Description of the task:
Your answer should be every line of the records that contains the word "UnmappedPolicy", copied as it stands.

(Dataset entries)
======
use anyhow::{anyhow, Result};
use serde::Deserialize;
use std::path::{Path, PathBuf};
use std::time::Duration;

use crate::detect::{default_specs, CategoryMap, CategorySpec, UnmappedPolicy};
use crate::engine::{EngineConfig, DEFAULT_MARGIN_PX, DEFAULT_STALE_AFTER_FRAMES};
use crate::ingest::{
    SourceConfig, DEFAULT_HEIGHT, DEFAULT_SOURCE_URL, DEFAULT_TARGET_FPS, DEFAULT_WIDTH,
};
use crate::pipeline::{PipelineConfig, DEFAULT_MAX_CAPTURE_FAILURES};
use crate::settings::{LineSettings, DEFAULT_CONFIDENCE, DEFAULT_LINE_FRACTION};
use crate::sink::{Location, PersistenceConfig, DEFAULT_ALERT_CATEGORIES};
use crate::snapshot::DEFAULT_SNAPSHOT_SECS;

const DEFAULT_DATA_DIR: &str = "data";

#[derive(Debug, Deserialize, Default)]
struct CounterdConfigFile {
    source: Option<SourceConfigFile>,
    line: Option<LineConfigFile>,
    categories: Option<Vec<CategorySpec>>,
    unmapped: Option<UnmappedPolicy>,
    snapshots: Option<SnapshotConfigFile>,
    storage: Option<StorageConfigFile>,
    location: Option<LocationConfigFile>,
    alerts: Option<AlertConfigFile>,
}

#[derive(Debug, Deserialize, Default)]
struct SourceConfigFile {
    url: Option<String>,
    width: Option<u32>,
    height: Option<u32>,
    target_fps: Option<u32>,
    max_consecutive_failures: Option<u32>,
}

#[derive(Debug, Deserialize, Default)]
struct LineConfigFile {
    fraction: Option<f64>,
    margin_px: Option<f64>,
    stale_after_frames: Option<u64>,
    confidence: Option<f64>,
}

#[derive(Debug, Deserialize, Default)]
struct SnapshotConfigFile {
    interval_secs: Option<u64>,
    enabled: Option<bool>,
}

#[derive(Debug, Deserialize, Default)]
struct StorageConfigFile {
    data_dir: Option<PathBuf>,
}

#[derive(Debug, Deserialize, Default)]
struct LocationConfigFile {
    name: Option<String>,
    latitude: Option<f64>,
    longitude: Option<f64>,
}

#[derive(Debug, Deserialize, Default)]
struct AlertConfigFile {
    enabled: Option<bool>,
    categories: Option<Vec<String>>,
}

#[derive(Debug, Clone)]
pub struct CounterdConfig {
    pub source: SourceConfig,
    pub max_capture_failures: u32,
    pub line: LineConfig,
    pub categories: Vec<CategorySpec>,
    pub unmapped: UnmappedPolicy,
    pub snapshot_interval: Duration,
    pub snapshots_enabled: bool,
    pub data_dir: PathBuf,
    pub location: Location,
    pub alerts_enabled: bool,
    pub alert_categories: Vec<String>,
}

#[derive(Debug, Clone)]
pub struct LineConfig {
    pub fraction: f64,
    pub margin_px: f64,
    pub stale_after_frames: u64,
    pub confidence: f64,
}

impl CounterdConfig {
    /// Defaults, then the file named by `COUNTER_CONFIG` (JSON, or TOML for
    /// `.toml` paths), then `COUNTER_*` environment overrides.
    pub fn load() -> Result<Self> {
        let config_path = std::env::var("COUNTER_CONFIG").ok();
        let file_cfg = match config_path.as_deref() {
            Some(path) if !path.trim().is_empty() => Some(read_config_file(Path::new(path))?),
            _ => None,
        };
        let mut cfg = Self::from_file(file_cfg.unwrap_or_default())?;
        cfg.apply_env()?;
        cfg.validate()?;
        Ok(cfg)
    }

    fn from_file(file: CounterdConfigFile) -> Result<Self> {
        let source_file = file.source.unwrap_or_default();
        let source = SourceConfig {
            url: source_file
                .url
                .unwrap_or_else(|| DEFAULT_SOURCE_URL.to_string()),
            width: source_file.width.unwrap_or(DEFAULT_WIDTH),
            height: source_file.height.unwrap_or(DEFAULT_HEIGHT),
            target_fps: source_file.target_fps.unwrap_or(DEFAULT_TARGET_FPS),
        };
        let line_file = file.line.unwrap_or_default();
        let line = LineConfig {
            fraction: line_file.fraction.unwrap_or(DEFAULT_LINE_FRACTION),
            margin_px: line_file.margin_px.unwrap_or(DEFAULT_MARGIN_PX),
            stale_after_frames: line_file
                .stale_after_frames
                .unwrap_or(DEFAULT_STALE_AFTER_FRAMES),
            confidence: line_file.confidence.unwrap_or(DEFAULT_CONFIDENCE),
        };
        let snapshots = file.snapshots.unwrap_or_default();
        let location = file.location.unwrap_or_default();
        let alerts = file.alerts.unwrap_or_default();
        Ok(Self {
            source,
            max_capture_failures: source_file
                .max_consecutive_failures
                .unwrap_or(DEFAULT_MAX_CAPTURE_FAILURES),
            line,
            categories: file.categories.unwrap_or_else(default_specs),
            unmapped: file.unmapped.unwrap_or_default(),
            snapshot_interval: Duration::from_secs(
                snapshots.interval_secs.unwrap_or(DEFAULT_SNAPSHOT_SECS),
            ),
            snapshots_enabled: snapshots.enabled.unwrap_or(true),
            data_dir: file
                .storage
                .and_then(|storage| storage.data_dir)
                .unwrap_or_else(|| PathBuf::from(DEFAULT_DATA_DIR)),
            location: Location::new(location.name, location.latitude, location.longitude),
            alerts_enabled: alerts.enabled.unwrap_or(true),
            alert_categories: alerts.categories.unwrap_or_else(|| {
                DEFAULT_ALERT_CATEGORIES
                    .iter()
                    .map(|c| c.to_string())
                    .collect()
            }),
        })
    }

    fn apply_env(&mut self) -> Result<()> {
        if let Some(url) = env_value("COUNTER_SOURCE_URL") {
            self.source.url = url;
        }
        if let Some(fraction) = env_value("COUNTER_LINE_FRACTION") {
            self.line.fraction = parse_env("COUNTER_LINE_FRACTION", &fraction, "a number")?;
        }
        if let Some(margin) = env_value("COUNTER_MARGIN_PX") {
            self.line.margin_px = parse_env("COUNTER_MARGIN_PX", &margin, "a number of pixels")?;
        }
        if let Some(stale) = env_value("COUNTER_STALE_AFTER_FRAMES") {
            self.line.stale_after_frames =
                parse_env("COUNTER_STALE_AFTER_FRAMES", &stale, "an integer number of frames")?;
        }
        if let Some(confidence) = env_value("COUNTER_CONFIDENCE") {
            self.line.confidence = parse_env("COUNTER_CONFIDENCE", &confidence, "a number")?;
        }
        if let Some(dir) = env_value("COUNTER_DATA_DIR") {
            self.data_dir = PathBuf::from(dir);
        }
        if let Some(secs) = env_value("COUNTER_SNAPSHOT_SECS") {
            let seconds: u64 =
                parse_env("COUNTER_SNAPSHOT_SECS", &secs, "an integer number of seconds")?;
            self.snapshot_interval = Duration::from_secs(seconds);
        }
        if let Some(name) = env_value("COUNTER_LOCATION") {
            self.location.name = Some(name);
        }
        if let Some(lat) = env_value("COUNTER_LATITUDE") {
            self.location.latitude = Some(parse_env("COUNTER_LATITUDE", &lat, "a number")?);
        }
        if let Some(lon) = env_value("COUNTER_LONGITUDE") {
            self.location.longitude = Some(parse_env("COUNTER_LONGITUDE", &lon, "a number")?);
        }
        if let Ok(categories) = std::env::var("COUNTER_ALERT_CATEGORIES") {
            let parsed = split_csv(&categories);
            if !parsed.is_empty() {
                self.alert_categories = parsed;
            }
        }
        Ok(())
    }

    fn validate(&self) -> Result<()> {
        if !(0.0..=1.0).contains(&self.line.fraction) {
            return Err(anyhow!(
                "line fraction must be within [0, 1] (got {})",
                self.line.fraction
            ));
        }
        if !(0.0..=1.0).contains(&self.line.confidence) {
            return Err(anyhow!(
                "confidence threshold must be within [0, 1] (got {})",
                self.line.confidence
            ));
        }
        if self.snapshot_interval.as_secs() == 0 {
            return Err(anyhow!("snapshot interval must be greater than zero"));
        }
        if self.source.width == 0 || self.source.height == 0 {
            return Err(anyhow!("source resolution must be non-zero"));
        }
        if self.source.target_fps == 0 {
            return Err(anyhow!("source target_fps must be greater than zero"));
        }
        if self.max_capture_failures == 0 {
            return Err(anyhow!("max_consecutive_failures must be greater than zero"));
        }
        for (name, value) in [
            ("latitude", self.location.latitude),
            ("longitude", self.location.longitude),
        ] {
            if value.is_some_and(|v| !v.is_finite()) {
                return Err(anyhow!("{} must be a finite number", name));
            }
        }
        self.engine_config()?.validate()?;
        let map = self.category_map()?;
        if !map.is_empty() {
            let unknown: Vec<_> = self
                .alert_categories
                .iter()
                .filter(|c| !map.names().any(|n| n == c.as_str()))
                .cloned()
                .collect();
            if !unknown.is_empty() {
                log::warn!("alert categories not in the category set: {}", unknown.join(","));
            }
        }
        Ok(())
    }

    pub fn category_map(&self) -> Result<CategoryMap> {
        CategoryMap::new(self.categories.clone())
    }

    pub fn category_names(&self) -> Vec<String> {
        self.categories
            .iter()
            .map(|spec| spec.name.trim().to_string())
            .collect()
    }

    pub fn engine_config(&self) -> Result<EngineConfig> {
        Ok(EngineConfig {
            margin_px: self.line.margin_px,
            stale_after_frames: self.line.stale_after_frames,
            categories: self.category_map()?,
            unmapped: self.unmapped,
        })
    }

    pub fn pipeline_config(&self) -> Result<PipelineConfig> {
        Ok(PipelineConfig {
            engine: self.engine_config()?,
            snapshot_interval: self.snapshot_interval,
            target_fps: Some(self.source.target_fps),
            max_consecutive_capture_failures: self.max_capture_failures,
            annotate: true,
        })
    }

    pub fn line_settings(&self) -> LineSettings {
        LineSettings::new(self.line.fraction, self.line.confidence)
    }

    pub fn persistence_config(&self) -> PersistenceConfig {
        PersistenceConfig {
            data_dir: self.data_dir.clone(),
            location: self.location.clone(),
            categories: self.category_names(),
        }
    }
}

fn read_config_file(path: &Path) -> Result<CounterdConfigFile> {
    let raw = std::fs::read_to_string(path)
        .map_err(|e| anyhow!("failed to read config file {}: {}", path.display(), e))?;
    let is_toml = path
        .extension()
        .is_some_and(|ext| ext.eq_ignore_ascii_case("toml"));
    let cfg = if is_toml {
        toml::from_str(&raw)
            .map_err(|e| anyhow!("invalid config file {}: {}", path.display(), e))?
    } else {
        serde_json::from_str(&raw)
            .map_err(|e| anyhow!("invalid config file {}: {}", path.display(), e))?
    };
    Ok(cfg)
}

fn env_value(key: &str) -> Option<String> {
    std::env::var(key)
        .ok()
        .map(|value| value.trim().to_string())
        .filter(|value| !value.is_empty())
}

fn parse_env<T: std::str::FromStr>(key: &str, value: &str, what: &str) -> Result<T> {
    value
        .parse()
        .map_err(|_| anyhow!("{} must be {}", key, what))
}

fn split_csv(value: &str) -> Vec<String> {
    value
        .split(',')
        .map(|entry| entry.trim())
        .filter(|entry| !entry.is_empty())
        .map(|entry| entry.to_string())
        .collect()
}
======
Response to this task:
use crate::detect::{default_specs, CategoryMap, CategorySpec, UnmappedPolicy};
    unmapped: Option<UnmappedPolicy>,
    pub unmapped: UnmappedPolicy,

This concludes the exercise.